Start of Data for this task
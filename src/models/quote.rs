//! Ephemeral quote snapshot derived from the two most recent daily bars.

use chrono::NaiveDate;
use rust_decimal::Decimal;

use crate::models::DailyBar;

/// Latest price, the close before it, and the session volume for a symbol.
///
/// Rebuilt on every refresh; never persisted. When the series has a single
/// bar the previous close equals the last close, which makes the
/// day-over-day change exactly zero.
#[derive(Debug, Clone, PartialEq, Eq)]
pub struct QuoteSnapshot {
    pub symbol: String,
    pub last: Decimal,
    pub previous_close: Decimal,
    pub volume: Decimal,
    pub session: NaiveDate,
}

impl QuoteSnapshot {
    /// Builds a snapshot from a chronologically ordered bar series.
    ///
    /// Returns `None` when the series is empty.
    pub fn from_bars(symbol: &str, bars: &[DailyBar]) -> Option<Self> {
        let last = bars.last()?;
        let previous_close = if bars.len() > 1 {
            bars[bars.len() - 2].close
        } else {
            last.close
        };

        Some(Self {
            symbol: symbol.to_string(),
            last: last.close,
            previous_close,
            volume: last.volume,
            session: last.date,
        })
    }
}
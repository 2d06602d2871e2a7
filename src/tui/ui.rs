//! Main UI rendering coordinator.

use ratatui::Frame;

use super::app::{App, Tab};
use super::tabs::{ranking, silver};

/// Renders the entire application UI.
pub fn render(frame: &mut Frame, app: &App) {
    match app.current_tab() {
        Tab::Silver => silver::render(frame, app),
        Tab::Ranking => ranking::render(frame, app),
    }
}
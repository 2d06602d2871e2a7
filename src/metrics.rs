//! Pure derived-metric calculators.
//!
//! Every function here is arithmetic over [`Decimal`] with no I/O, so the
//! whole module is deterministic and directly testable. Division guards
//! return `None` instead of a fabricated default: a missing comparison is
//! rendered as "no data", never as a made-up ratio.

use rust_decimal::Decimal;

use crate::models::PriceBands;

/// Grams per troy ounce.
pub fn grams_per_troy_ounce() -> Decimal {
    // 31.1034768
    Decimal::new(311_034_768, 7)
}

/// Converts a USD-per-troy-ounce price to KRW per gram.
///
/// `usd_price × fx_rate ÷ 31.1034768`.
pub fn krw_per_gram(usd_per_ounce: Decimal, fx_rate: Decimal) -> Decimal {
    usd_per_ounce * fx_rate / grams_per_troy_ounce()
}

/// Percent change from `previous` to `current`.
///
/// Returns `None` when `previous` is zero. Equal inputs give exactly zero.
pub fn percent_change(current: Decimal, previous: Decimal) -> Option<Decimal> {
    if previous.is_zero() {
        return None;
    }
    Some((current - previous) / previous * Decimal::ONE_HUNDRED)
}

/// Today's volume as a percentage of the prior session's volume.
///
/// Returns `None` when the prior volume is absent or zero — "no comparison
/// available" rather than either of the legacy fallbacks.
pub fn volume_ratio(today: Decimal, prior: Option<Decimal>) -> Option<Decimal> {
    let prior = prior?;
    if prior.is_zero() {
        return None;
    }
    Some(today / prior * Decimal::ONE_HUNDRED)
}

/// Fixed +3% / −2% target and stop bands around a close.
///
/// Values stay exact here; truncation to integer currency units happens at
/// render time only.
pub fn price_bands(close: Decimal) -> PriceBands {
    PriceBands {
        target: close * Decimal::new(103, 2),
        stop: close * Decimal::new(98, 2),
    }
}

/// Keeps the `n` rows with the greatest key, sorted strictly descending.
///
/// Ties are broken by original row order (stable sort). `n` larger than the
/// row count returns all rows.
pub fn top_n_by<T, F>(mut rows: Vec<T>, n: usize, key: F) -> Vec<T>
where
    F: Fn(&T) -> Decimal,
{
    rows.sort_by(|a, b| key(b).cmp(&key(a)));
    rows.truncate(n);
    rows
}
End of Data for this task
Start of Data for this task
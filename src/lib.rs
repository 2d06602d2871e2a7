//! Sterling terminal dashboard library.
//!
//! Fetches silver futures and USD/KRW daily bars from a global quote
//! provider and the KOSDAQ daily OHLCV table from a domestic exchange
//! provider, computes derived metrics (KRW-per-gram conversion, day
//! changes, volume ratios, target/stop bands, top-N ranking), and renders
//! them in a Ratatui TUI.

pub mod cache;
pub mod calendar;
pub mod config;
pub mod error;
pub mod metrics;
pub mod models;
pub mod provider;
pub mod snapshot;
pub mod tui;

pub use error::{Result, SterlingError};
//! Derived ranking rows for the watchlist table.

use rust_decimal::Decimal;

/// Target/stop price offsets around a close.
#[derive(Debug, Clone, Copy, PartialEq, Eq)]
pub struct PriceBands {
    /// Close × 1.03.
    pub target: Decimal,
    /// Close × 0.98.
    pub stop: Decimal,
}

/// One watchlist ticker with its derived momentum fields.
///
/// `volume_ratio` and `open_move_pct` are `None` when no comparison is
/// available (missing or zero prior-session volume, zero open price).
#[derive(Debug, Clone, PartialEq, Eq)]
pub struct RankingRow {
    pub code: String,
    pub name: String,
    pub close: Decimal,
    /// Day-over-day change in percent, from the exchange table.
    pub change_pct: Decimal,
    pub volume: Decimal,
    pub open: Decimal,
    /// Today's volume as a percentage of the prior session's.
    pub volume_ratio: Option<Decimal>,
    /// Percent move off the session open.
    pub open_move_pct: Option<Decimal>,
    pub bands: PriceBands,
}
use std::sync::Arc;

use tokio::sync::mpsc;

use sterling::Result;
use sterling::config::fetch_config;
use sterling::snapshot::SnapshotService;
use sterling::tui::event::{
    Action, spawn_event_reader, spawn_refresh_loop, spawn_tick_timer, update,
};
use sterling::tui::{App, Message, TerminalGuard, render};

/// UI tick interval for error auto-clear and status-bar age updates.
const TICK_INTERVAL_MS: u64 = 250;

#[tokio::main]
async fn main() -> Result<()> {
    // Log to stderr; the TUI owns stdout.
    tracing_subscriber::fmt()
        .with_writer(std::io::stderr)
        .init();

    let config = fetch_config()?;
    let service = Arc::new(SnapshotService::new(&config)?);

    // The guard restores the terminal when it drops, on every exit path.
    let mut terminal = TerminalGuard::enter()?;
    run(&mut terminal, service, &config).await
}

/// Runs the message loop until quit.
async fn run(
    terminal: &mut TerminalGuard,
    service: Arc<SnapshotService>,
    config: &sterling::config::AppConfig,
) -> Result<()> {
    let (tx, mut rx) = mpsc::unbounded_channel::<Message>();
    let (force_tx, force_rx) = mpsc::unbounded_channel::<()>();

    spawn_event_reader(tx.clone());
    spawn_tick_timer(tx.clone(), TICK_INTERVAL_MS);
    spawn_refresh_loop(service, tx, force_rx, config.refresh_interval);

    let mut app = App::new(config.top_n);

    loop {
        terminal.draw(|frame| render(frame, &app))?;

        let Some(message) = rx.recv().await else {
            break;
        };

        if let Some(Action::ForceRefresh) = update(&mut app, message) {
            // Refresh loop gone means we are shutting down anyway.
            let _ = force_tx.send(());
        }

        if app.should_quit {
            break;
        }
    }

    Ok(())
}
End of Data for this task
**Exercise brief**
How many lines of the material above have the word "series" in them? Give only that number.

**Response to this exercise**
3